Les « fonctions exécutives » constituent la troisième étape du processus et désignent « un ensemble de processus ou de mécanismes cognitifs de haut niveau qui permettent d’ajuster le comportement de façon flexible dans un contexte environnemental changeant, afin de réagir adéquatement aux exigences de la tâche, en particulier lorsque les habiletés cognitives surapprises ne sont plus suffisantes » (Collette, 2019, p. 93). Il existerait au moins trois fonctions exécutives différentes : la flexibilité, l’inhibition et la mise à jour (Miyake, Friedman, Emerson, Witzki, Howerter et Wager, 2000). Ces fonctions interviennent lorsque les individus sont confrontés à des situations complexes ou nouvelles (Allain, 2019). Les fonctions exécutives joueraient un rôle de contrôle cognitif (Collette, 2019), elles contrôleraient « l’exécution des conduites, le choix des stratégies et la prise de décision » (Houdé, 2018, p. 42), au moins pour ce qui concerne le traitement des situations non routinières. Dès lors que nous considérons que l’activité concurrentielle se situe à un niveau stratégique, nous pouvons considérer, a priori, qu’il s’agit d’un contexte dans lequel se forment des décisions non routinières (Simon, 1957).

1.2.2. Les fonctions cognitives « ressources »

Ces mécanismes – attention, langage, mémoire et raisonnement – soutiennent les fonctions « processus » dans le traitement de l’information. Premièrement, « compte tenu de la capacité limitée de traiter des options concurrentes, les mécanismes attentionnels sélectionnent, modulent et maintiennent l’attention sur les informations les plus pertinentes pour le comportement » (Chun, Golomb et Turk-Browne, 2011, p. 73). Trois manières d’appréhender l’attention coexistent en psychologie cognitive. La première aborde l’attention comme un filtre sélectif qui aiguillerait la perception (Broadbent, 1958). Elle interviendrait alors en amont du processus de traitement de l’information. La deuxième envisage l’attention comme une ressource qui peut être partagée entre différentes informations et tâches (Kahneman, 1973). La troisième conçoit l’attention comme une fonction cognitive centrale qui opérerait uniquement pour la prise en charge de tâches nouvelles ou complexes (Norman et Shallice, 1986). Son rôle consisterait ainsi à sélectionner l’information adéquate dans l’environnement et la mémoire à long terme et à inhiber celle qui ne l’est pas, de manière à produire une réponse adaptée.

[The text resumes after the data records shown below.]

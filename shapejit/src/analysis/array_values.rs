//! What is statically known about the contents of array variables.
//!
//! Only three shapes of knowledge are tracked, all established at the
//! defining assignment:
//!
//! - every element equals one constant (a fill with a literal value)
//! - a rank-1 array of literal elements
//! - an arithmetic range whose start and step are atoms
//!
//! Stores through any alias would invalidate this, so functions that write
//! memory get no knowledge at all.

use crate::ir::{Const, Lhs, Stmt, TypedExpr, TypedExprKind, TypedFn};
use std::collections::HashMap;

#[derive(Debug, Clone, PartialEq)]
pub enum ArrayKnowledge {
    /// Every element of an array of `rank` is `value`
    ConstValue { value: Const, rank: usize },
    /// Rank-1 array with these literal elements
    ConstElts(Vec<Const>),
    /// `start + i * step` at position `i`
    Range { start: TypedExpr, step: TypedExpr },
}

/// Knowledge per SSA variable
pub type ArrayValues = HashMap<String, ArrayKnowledge>;

/// Collect knowledge for every array variable of `function`.
pub fn array_knowledge(function: &TypedFn) -> ArrayValues {
    let mut known = ArrayValues::new();
    if !function.writes_memory {
        collect(&function.body, &mut known);
    }
    known
}

fn collect(block: &[Stmt<TypedExpr>], known: &mut ArrayValues) {
    for stmt in block {
        match stmt {
            Stmt::Assign {
                lhs: Lhs::Var(name),
                rhs,
            } => {
                if let Some(k) = knowledge_of(rhs, known) {
                    known.insert(name.clone(), k);
                }
            }
            Stmt::If {
                true_block,
                false_block,
                ..
            } => {
                collect(true_block, known);
                collect(false_block, known);
            }
            Stmt::While { body, .. } => collect(body, known),
            _ => {}
        }
    }
}

/// Knowledge about the array `expr` evaluates to, given what is known about
/// variables.
pub fn knowledge_of(expr: &TypedExpr, known: &ArrayValues) -> Option<ArrayKnowledge> {
    match &expr.kind {
        TypedExprKind::Var(name) => known.get(name).cloned(),
        TypedExprKind::Fill { value, .. } => Some(ArrayKnowledge::ConstValue {
            value: value.as_const()?,
            rank: expr.ty.rank(),
        }),
        TypedExprKind::Array(elts) if expr.ty.rank() == 1 => elts
            .iter()
            .map(TypedExpr::as_const)
            .collect::<Option<Vec<_>>>()
            .map(ArrayKnowledge::ConstElts),
        TypedExprKind::Range { start, step, .. } if start.is_atom() && step.is_atom() => {
            Some(ArrayKnowledge::Range {
                start: (**start).clone(),
                step: (**step).clone(),
            })
        }
        _ => None,
    }
}

#[cfg(test)]
mod tests {
    use super::*;
    use crate::ir::TypedFnId;
    use crate::types::{JitType, ScalarKind};
    use std::collections::BTreeMap;

    fn function(body: Vec<Stmt<TypedExpr>>, writes_memory: bool) -> TypedFn {
        TypedFn {
            id: TypedFnId(0),
            name: "f_0".to_string(),
            untyped: "f".to_string(),
            params: vec!["n".to_string()],
            input_types: vec![JitType::INT64],
            type_env: BTreeMap::new(),
            body,
            return_type: JitType::NoneType,
            writes_memory,
        }
    }

    fn range_of(start: TypedExpr, stop: TypedExpr) -> TypedExpr {
        TypedExpr::new(
            TypedExprKind::Range {
                start: Box::new(start),
                stop: Box::new(stop),
                step: Box::new(TypedExpr::int(2)),
            },
            JitType::array(ScalarKind::Int64, 1),
        )
    }

    #[test]
    fn test_collects_ranges_and_literals() {
        let lit = TypedExpr::new(
            TypedExprKind::Array(vec![TypedExpr::int(10), TypedExpr::int(20)]),
            JitType::array(ScalarKind::Int64, 1),
        );
        let body = vec![
            Stmt::assign("r", range_of(TypedExpr::var("n", JitType::INT64), TypedExpr::int(9))),
            Stmt::assign("l", lit),
            Stmt::Return(TypedExpr::constant(Const::None)),
        ];
        let known = array_knowledge(&function(body, false));
        assert_eq!(
            known["r"],
            ArrayKnowledge::Range {
                start: TypedExpr::var("n", JitType::INT64),
                step: TypedExpr::int(2),
            }
        );
        assert_eq!(
            known["l"],
            ArrayKnowledge::ConstElts(vec![Const::Int(10), Const::Int(20)])
        );
    }

    #[test]
    fn test_writing_functions_know_nothing() {
        let body = vec![Stmt::assign(
            "r",
            range_of(TypedExpr::int(0), TypedExpr::int(9)),
        )];
        assert!(array_knowledge(&function(body, true)).is_empty());
    }

    #[test]
    fn test_compound_start_not_tracked() {
        let start = TypedExpr::binop(
            crate::ir::BinOp::Add,
            TypedExpr::var("n", JitType::INT64),
            TypedExpr::int(1),
            JitType::INT64,
        );
        let expr = range_of(start, TypedExpr::int(9));
        assert_eq!(knowledge_of(&expr, &ArrayValues::new()), None);
    }
}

Pour les auteurs s’inscrivant dans le courant de l’ABV, l’attention, et plus particulièrement les changements d’objet de l’attention, jouerait un rôle important dans le comportement stratégique de l’entreprise (Kaplan, 2008 ; Ocasio, Laamanen et Vaara, 2018). Les actions des dirigeants dépendraient des problèmes sur lesquels ils focalisent leur attention, sachant que ceux-ci émergeraient dans l’organisation selon son fonctionnement, ses routines, etc. (Ocasio, 1997). Ainsi, le développement d’une entreprise serait étroitement lié à la distribution de l’attention en son sein (Joseph et Wilson, 2018). L’attention sélective permettrait aux dirigeants de faire face à la surcharge cognitive qui pèse sur eux, ils focaliseraient leur attention sur ce qu’ils considèrent comme plus digne d’intérêt et ignoreraient le reste (Nadkarni et Barr, 2008). Au sein d’une organisation, la capacité à orienter l’attention d’un dirigeant trop confiant apparaît comme un moyen de limiter sa tendance au surinvestissement (Xu, 2022). En fin de compte, l’avantage concurrentiel durable d’une entreprise tiendrait à la fois à ses ressources et à l’attention de son dirigeant (Bhandari, Rana, Paul et Salo, 2020).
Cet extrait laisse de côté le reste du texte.